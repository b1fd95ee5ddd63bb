//! Forward pass: linear Kalman filter over a complete trace
//!
//! For every observation the filter first propagates the previous estimate through the model
//! (predict) and then corrects it with the observation (update). Both the predicted and the
//! updated estimate are kept for every step because the backward pass needs them.
//!
//! The update uses the Joseph form
//!
//! $$
//! P = (I - K H) \bar{P} (I - K H)^T + K R K^T
//! $$
//!
//! which stays symmetric and positive semi-definite under round-off where the short form
//! $(I - KH)\bar{P}$ does not.

use log::{debug, warn};
use nalgebra::{Matrix2, Matrix4, Matrix4x2, Vector2, Vector4};

use crate::SmootherError;
use crate::linalg::{covariance_is_valid, spd_solve, symmetrize};
use crate::model::StateSpaceModel;

/// Relative tolerance used when checking filter covariances for symmetry and PSD
pub(crate) const COVARIANCE_TOLERANCE: f64 = 1e-8;

/// Predicted and updated estimate at one observation.
#[derive(Clone, Debug, PartialEq)]
pub struct FilterStep {
    /// State after predict, before update
    pub predicted_state: Vector4<f64>,
    /// Covariance after predict, before update
    pub predicted_covariance: Matrix4<f64>,
    /// State after update
    pub state: Vector4<f64>,
    /// Covariance after update
    pub covariance: Matrix4<f64>,
    /// Observation minus predicted observation
    pub innovation: Vector2<f64>,
}

/// Propagate a state and covariance one step through the model.
pub fn predict(
    model: &StateSpaceModel,
    state: &Vector4<f64>,
    covariance: &Matrix4<f64>,
) -> (Vector4<f64>, Matrix4<f64>) {
    let f = &model.transition;
    let state = f * state;
    let covariance = symmetrize(&(f * covariance * f.transpose() + model.process_noise));
    (state, covariance)
}

/// Correct a predicted estimate with one observation.
///
/// Returns the updated state, covariance and the innovation. `step` only labels the error.
pub fn update(
    model: &StateSpaceModel,
    predicted_state: &Vector4<f64>,
    predicted_covariance: &Matrix4<f64>,
    observation: &Vector2<f64>,
    step: usize,
) -> Result<(Vector4<f64>, Matrix4<f64>, Vector2<f64>), SmootherError> {
    let h = &model.observation;
    let r = &model.observation_noise;

    let innovation = observation - model.predicted_observation(predicted_state);
    let innovation_covariance: Matrix2<f64> =
        symmetrize(&(h * predicted_covariance * h.transpose() + r));

    // K = P̄ Hᵀ S⁻¹, solved as Kᵀ = S⁻¹ H P̄ since S and P̄ are symmetric
    let pht: Matrix4x2<f64> = predicted_covariance * h.transpose();
    let gain_t = spd_solve(&innovation_covariance, &pht.transpose()).ok_or_else(|| {
        SmootherError::ill_conditioned(format!(
            "innovation covariance is singular at step {step}: {:?}",
            innovation_covariance.as_slice()
        ))
    })?;
    let gain: Matrix4x2<f64> = gain_t.transpose();

    let state = predicted_state + gain * innovation;
    let i_kh = Matrix4::identity() - gain * h;
    let covariance =
        symmetrize(&(i_kh * predicted_covariance * i_kh.transpose() + gain * r * gain.transpose()));

    if !(state.iter().all(|v| v.is_finite()) && covariance.iter().all(|v| v.is_finite())) {
        return Err(SmootherError::ill_conditioned(format!(
            "non-finite estimate after update at step {step}"
        )));
    }
    Ok((state, covariance, innovation))
}

/// Run the filter over every observation, in order.
///
/// The prior ([StateSpaceModel::initial_state], [StateSpaceModel::initial_covariance]) is
/// predicted forward before the first observation is applied, so every observation, including
/// the first, goes through the same predict/update cycle.
pub fn forward_pass(
    model: &StateSpaceModel,
    observations: &[(f64, f64)],
) -> Result<Vec<FilterStep>, SmootherError> {
    let mut steps = Vec::with_capacity(observations.len());
    let mut state = model.initial_state;
    let mut covariance = model.initial_covariance;

    for (k, &(lat, lon)) in observations.iter().enumerate() {
        let (predicted_state, predicted_covariance) = predict(model, &state, &covariance);
        let z = Vector2::new(lat, lon);
        let (updated_state, updated_covariance, innovation) =
            update(model, &predicted_state, &predicted_covariance, &z, k)?;

        if !covariance_is_valid(&updated_covariance, COVARIANCE_TOLERANCE) {
            warn!("Filtered covariance at step {k} is not symmetric positive semi-definite");
        }

        state = updated_state;
        covariance = updated_covariance;
        steps.push(FilterStep {
            predicted_state,
            predicted_covariance,
            state,
            covariance,
            innovation,
        });
    }

    debug!(
        "Forward pass complete: {} steps, final covariance trace {:e}",
        steps.len(),
        covariance.trace()
    );
    Ok(steps)
}

#[cfg(test)]
mod tests {
    use super::*;
    use crate::config::SmootherParameters;
    use assert_approx_eq::assert_approx_eq;

    fn trace(n: usize) -> Vec<(f64, f64)> {
        (0..n)
            .map(|i| (40.0 + 1e-4 * i as f64, -105.0 + 5e-5 * i as f64))
            .collect()
    }

    #[test]
    fn predict_moves_position_by_velocity() {
        let obs = trace(3);
        let model = StateSpaceModel::new(&obs, &SmootherParameters::default()).unwrap();
        let (x, p) = predict(&model, &model.initial_state, &model.initial_covariance);
        assert_approx_eq!(x[0], 40.0001, 1e-12);
        assert_approx_eq!(x[2], -105.0 + 1e-4, 1e-12);
        assert_eq!(x[1], model.initial_state[1]);
        // uncertainty grows
        assert!(p.trace() > model.initial_covariance.trace());
        assert_eq!(p, p.transpose());
    }

    #[test]
    fn update_pulls_towards_observation_and_shrinks_covariance() {
        let obs = trace(3);
        let model = StateSpaceModel::new(&obs, &SmootherParameters::default()).unwrap();
        let (x_bar, p_bar) = predict(&model, &model.initial_state, &model.initial_covariance);
        let z = Vector2::new(x_bar[0] + 1e-5, x_bar[2] - 1e-5);
        let (x, p, y) = update(&model, &x_bar, &p_bar, &z, 0).unwrap();
        assert_approx_eq!(y[0], 1e-5, 1e-12);
        assert_approx_eq!(y[1], -1e-5, 1e-12);
        assert!(x[0] > x_bar[0] && x[0] < z[0]);
        assert!(x[2] < x_bar[2] && x[2] > z[1]);
        assert!(p[(0, 0)] < p_bar[(0, 0)]);
        assert!(p[(2, 2)] < p_bar[(2, 2)]);
        assert!(covariance_is_valid(&p, COVARIANCE_TOLERANCE));
    }

    #[test]
    fn forward_pass_keeps_one_step_per_observation() {
        let obs = trace(25);
        let model = StateSpaceModel::new(&obs, &SmootherParameters::default()).unwrap();
        let steps = forward_pass(&model, &obs).unwrap();
        assert_eq!(steps.len(), obs.len());
        for step in &steps {
            assert!(covariance_is_valid(&step.covariance, COVARIANCE_TOLERANCE));
            assert!(step.covariance.trace() <= step.predicted_covariance.trace());
        }
        // a noise-free linear track is followed closely once the filter settles
        let last = steps.last().unwrap();
        assert_approx_eq!(last.state[0], obs[24].0, 2e-5);
        assert_approx_eq!(last.state[2], obs[24].1, 2e-5);
        assert_approx_eq!(last.state[1], 1e-4, 5e-6);
        assert_approx_eq!(last.state[3], 5e-5, 5e-6);
    }

    #[test]
    fn singular_innovation_covariance_is_reported() {
        let obs = trace(3);
        let mut model = StateSpaceModel::new(&obs, &SmootherParameters::default()).unwrap();
        model.initial_covariance = Matrix4::zeros();
        model.process_noise = Matrix4::zeros();
        model.observation_noise = Matrix2::zeros();
        match forward_pass(&model, &obs) {
            Err(SmootherError::IllConditionedModel(msg)) => assert!(msg.contains("step 0")),
            other => panic!("expected IllConditionedModel, got {other:?}"),
        }
    }
}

━━━

▶ _Task brief_:
Look through the data above and report every line in which "Result" appears.

▶ _Answer space_:
) -> Result<(Vector4<f64>, Matrix4<f64>, Vector2<f64>), SmootherError> {
) -> Result<Vec<FilterStep>, SmootherError> {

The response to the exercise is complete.